A software engineer and the former CEO of Mozilla (creator of the Firefox web browser), has designed a new browser despite being shunned for his belief in traditional marriage.
LifeSiteNews.com reports that Brendan Eich, the creator of JavaScript and the former CEO of Mozilla, has released a new internet browser called Brave.
Eichs is an adept computer engineer, but he was heavily shunned after it was revealed that he had donated $1,000 to California’s Proposition 8 bill.
Proposition 8 defined marriage as the union between one man and one woman and went against gay marriage.
For his support of the bill, Eichs was called a racist, Nazi, and inhumane. However, he did not back down on his beliefs and he has now returned to the tech scene with a newer, better internet browser.

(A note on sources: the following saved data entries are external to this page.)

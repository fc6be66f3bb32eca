use log::{info, warn};
use std::collections::HashMap;
use std::fs;
use std::path::{Path, PathBuf};
use std::sync::{Arc, Mutex};
use std::time::Duration;

use crate::{Result, TrackerError};

// Event flags are grouped into blocks of 1000 IDs. The block map translates
// a block number into an offset multiplier inside the per-slot flag region;
// the region stride per mapped block is 125 bytes (1000 bits).
pub const FLAG_DIVISOR: u32 = 1000;
pub const BLOCK_STRIDE: usize = 125;

const BLOCK_MAP_URL: &str =
    "https://raw.githubusercontent.com/ClayAmore/ER-Save-Lib/master/src/res/eventflag_bst.txt";
const DOWNLOAD_TIMEOUT: Duration = Duration::from_secs(15);
const CACHE_FILE_NAME: &str = "eventflag_bst.txt";

/// Byte/bit position of one event flag, relative to a slot's flag region.
///
/// The caller adds the per-slot region base to `byte_offset`; the flag is
/// `(byte >> bit_index) & 1`.
#[derive(Debug, Clone, Copy, PartialEq, Eq)]
pub struct FlagAddress {
    pub byte_offset: usize,
    pub bit_index: u32,
}

/// Sparse mapping from flag block number to its offset multiplier.
///
/// Immutable after construction. An empty map is a valid degraded state:
/// every resolve fails with `UnmappedBlock` and callers degrade gracefully.
#[derive(Debug, Clone, Default)]
pub struct BlockMap {
    blocks: HashMap<u32, u32>,
}

impl BlockMap {
    pub fn new(blocks: HashMap<u32, u32>) -> Self {
        BlockMap { blocks }
    }

    pub fn is_empty(&self) -> bool {
        self.blocks.is_empty()
    }

    pub fn len(&self) -> usize {
        self.blocks.len()
    }

    /// Parses the `"<blockId>,<offset>"` line format. Malformed lines are
    /// skipped rather than failing the whole load.
    pub fn parse(text: &str) -> Self {
        let mut blocks = HashMap::new();
        for line in text.lines() {
            let line = line.trim();
            let Some((block, offset)) = line.split_once(',') else {
                continue;
            };
            match (block.trim().parse::<u32>(), offset.trim().parse::<u32>()) {
                (Ok(block), Ok(offset)) => {
                    blocks.insert(block, offset);
                }
                _ => continue,
            }
        }
        BlockMap { blocks }
    }

    pub fn from_file(path: &Path) -> Result<Self> {
        let text = fs::read_to_string(path)?;
        Ok(Self::parse(&text))
    }

    /// Resolves an event ID into a byte/bit address inside the flag region.
    pub fn resolve(&self, event_id: u32) -> Result<FlagAddress> {
        let block = event_id / FLAG_DIVISOR;
        let local = event_id % FLAG_DIVISOR;

        let Some(&multiplier) = self.blocks.get(&block) else {
            return Err(TrackerError::UnmappedBlock { event_id, block });
        };

        let byte_index = (local / 8) as usize;
        let bit_index = 7 - (local % 8);

        Ok(FlagAddress {
            byte_offset: multiplier as usize * BLOCK_STRIDE + byte_index,
            bit_index,
        })
    }
}

fn download_block_map() -> Result<String> {
    let client = reqwest::blocking::Client::builder()
        .timeout(DOWNLOAD_TIMEOUT)
        .build()
        .map_err(|e| TrackerError::Network(e.to_string()))?;
    let response = client
        .get(BLOCK_MAP_URL)
        .send()
        .and_then(|r| r.error_for_status())
        .map_err(|e| TrackerError::Network(e.to_string()))?;
    response
        .text()
        .map_err(|e| TrackerError::Network(e.to_string()))
}

/// Default location of the cached block-map file.
pub fn default_cache_path() -> Option<PathBuf> {
    let mut base = dirs::home_dir()?;
    base.push(".save-tracker");
    base.push(CACHE_FILE_NAME);
    Some(base)
}

/// Loads the block map: local cache first, then a bounded download that is
/// persisted back to the cache. Both failing yields an empty map so callers
/// keep running with flag queries disabled.
pub fn load_block_map(cache_path: Option<&Path>) -> BlockMap {
    if let Some(path) = cache_path {
        if path.exists() {
            match BlockMap::from_file(path) {
                Ok(map) if !map.is_empty() => {
                    info!("loaded flag block map from cache ({} blocks)", map.len());
                    return map;
                }
                Ok(_) => warn!("cached flag block map at {:?} is empty", path),
                Err(e) => warn!("failed to read cached flag block map: {}", e),
            }
        }
    }

    match download_block_map() {
        Ok(text) => {
            let map = BlockMap::parse(&text);
            info!("downloaded flag block map ({} blocks)", map.len());
            if let Some(path) = cache_path {
                if let Some(parent) = path.parent() {
                    let _ = fs::create_dir_all(parent);
                }
                if let Err(e) = fs::write(path, &text) {
                    warn!("failed to cache flag block map at {:?}: {}", path, e);
                }
            }
            map
        }
        Err(e) => {
            warn!("{}; boss tracking disabled until the map is available", e);
            BlockMap::default()
        }
    }
}

static SHARED: Mutex<Option<Arc<BlockMap>>> = Mutex::new(None);

/// Process-wide block map, loaded lazily at most once.
///
/// The load may hit the network; use `init_with` in tests to bypass it.
pub fn shared() -> Arc<BlockMap> {
    let mut guard = SHARED.lock().unwrap_or_else(|e| e.into_inner());
    if let Some(map) = guard.as_ref() {
        return Arc::clone(map);
    }
    let map = Arc::new(load_block_map(default_cache_path().as_deref()));
    *guard = Some(Arc::clone(&map));
    map
}

/// Installs a block map as the process-wide instance, replacing any
/// previously loaded one.
pub fn init_with(map: BlockMap) -> Arc<BlockMap> {
    let map = Arc::new(map);
    let mut guard = SHARED.lock().unwrap_or_else(|e| e.into_inner());
    *guard = Some(Arc::clone(&map));
    map
}

/// Clears the process-wide instance so the next `shared()` reloads.
pub fn reset() {
    let mut guard = SHARED.lock().unwrap_or_else(|e| e.into_inner());
    *guard = None;
}

#[cfg(test)]
mod tests {
    use super::*;

    fn sample_map() -> BlockMap {
        let mut blocks = HashMap::new();
        blocks.insert(10, 4);
        blocks.insert(105, 0);
        BlockMap::new(blocks)
    }

    #[test]
    fn resolves_block_and_bit() {
        let map = sample_map();
        // 10123: block 10, local 123 -> byte 15, bit 7 - 3 = 4.
        let addr = map.resolve(10123).unwrap();
        assert_eq!(addr.byte_offset, 4 * BLOCK_STRIDE + 15);
        assert_eq!(addr.bit_index, 4);
    }

    #[test]
    fn resolves_block_zero_offset() {
        let map = sample_map();
        // 105000: block 105 maps to multiplier 0, local 0 -> byte 0, bit 7.
        let addr = map.resolve(105_000).unwrap();
        assert_eq!(addr.byte_offset, 0);
        assert_eq!(addr.bit_index, 7);
    }

    #[test]
    fn unmapped_block_is_an_error_not_false() {
        let map = sample_map();
        let err = map.resolve(99_001).unwrap_err();
        match err {
            TrackerError::UnmappedBlock { event_id, block } => {
                assert_eq!(event_id, 99_001);
                assert_eq!(block, 99);
            }
            other => panic!("expected UnmappedBlock, got {other:?}"),
        }
    }

    #[test]
    fn parses_cache_file_lines() {
        let map = BlockMap::parse("0,0\n10,4\nnot-a-line\n20,\n30,7\n");
        assert_eq!(map.len(), 3);
        assert_eq!(map.resolve(30_000).unwrap().byte_offset, 7 * BLOCK_STRIDE);
    }

    #[test]
    fn empty_map_fails_every_resolve() {
        let map = BlockMap::default();
        assert!(map.is_empty());
        assert!(matches!(
            map.resolve(10_000),
            Err(TrackerError::UnmappedBlock { .. })
        ));
    }

    #[test]
    fn init_with_replaces_shared_instance() {
        let installed = init_with(sample_map());
        let seen = shared();
        assert_eq!(seen.len(), installed.len());
        reset();
    }
}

Brave is different from other browsers because it has less ads and is less intrusive for the user. Current browsers often leave users waiting much too long just to return the results from simple web searches, but Brave allows users to browse the web without being intrusively tracked or being forced to deal with ads that inhibit web searches.
Because Eichs still has enemies, there were those who tried to discredit Brave, saying that it illegally blocked ads.
However, Eichs said this is not the case:
“We do not tamper with any first-party publisher content, including native ads that do not use third-party tracking.”
Catherine Corre, who is part of the Brave project, explained why Eichs chose the name:
“Brendan picked the name ‘Brave’ because we need users who will take a stand and fight back,” Corre told LifeSiteNews. “We see third party ads and tracking as toxic, and we block that by default.”